-- EXCERPTED RECORDS follows --

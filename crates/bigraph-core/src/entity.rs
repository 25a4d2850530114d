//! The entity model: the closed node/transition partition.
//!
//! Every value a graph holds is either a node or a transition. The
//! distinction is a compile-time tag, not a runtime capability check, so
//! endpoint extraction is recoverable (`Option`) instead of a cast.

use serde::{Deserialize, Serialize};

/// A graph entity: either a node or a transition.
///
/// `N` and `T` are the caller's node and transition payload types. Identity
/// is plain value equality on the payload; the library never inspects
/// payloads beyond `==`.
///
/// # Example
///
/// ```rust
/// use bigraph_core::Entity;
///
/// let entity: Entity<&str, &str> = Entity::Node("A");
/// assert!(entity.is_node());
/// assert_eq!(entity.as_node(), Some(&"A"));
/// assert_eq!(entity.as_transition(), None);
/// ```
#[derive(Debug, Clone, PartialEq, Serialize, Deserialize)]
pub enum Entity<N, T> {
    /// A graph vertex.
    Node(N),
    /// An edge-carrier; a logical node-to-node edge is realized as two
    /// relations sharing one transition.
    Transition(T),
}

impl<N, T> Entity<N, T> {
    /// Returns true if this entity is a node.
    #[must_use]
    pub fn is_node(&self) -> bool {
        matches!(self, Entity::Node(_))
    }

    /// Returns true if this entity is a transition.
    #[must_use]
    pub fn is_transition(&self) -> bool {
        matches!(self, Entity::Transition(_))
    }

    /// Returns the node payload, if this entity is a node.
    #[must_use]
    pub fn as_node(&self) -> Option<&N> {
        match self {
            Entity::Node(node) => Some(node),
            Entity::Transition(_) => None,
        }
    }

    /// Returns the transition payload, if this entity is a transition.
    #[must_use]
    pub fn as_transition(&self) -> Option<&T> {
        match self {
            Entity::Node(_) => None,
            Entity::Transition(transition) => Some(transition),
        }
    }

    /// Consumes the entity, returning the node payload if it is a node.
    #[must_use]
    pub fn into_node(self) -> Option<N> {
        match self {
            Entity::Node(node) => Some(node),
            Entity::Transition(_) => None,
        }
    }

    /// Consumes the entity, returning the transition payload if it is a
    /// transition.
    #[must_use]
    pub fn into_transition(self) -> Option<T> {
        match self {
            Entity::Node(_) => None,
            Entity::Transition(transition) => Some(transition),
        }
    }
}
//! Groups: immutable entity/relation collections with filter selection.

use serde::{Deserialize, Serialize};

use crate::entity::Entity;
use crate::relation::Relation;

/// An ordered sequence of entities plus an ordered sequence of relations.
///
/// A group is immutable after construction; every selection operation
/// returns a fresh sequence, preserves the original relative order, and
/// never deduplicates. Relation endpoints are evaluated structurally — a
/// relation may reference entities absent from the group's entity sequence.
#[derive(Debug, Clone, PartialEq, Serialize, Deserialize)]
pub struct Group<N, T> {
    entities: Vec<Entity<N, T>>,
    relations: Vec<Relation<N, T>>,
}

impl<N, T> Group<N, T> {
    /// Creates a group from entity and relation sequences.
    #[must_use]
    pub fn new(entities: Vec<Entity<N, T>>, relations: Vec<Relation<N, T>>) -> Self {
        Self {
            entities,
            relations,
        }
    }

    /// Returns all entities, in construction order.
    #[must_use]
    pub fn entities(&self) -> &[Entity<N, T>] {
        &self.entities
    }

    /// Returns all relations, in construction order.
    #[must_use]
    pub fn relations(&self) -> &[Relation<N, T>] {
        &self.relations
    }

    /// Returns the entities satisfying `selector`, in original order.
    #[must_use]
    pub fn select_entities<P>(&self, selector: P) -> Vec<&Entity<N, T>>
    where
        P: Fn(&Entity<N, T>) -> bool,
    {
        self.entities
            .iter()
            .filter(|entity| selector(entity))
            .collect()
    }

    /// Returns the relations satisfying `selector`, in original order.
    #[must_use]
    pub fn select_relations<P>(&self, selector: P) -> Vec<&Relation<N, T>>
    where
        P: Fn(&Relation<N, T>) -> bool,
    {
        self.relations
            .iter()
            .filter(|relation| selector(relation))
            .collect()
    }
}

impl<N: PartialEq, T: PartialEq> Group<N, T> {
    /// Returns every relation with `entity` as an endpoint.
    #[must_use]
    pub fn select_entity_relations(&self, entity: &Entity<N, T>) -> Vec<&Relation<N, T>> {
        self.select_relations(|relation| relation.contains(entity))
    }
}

-- EXCERPTED RECORDS concluded --

*DESCRIPTION OF THE TASK*
Copy each line from the entries above that has the word "filter" in it.

*ANSWER TO THIS PROBLEM*
//! Groups: immutable entity/relation collections with filter selection.
            .filter(|entity| selector(entity))
            .filter(|relation| selector(relation))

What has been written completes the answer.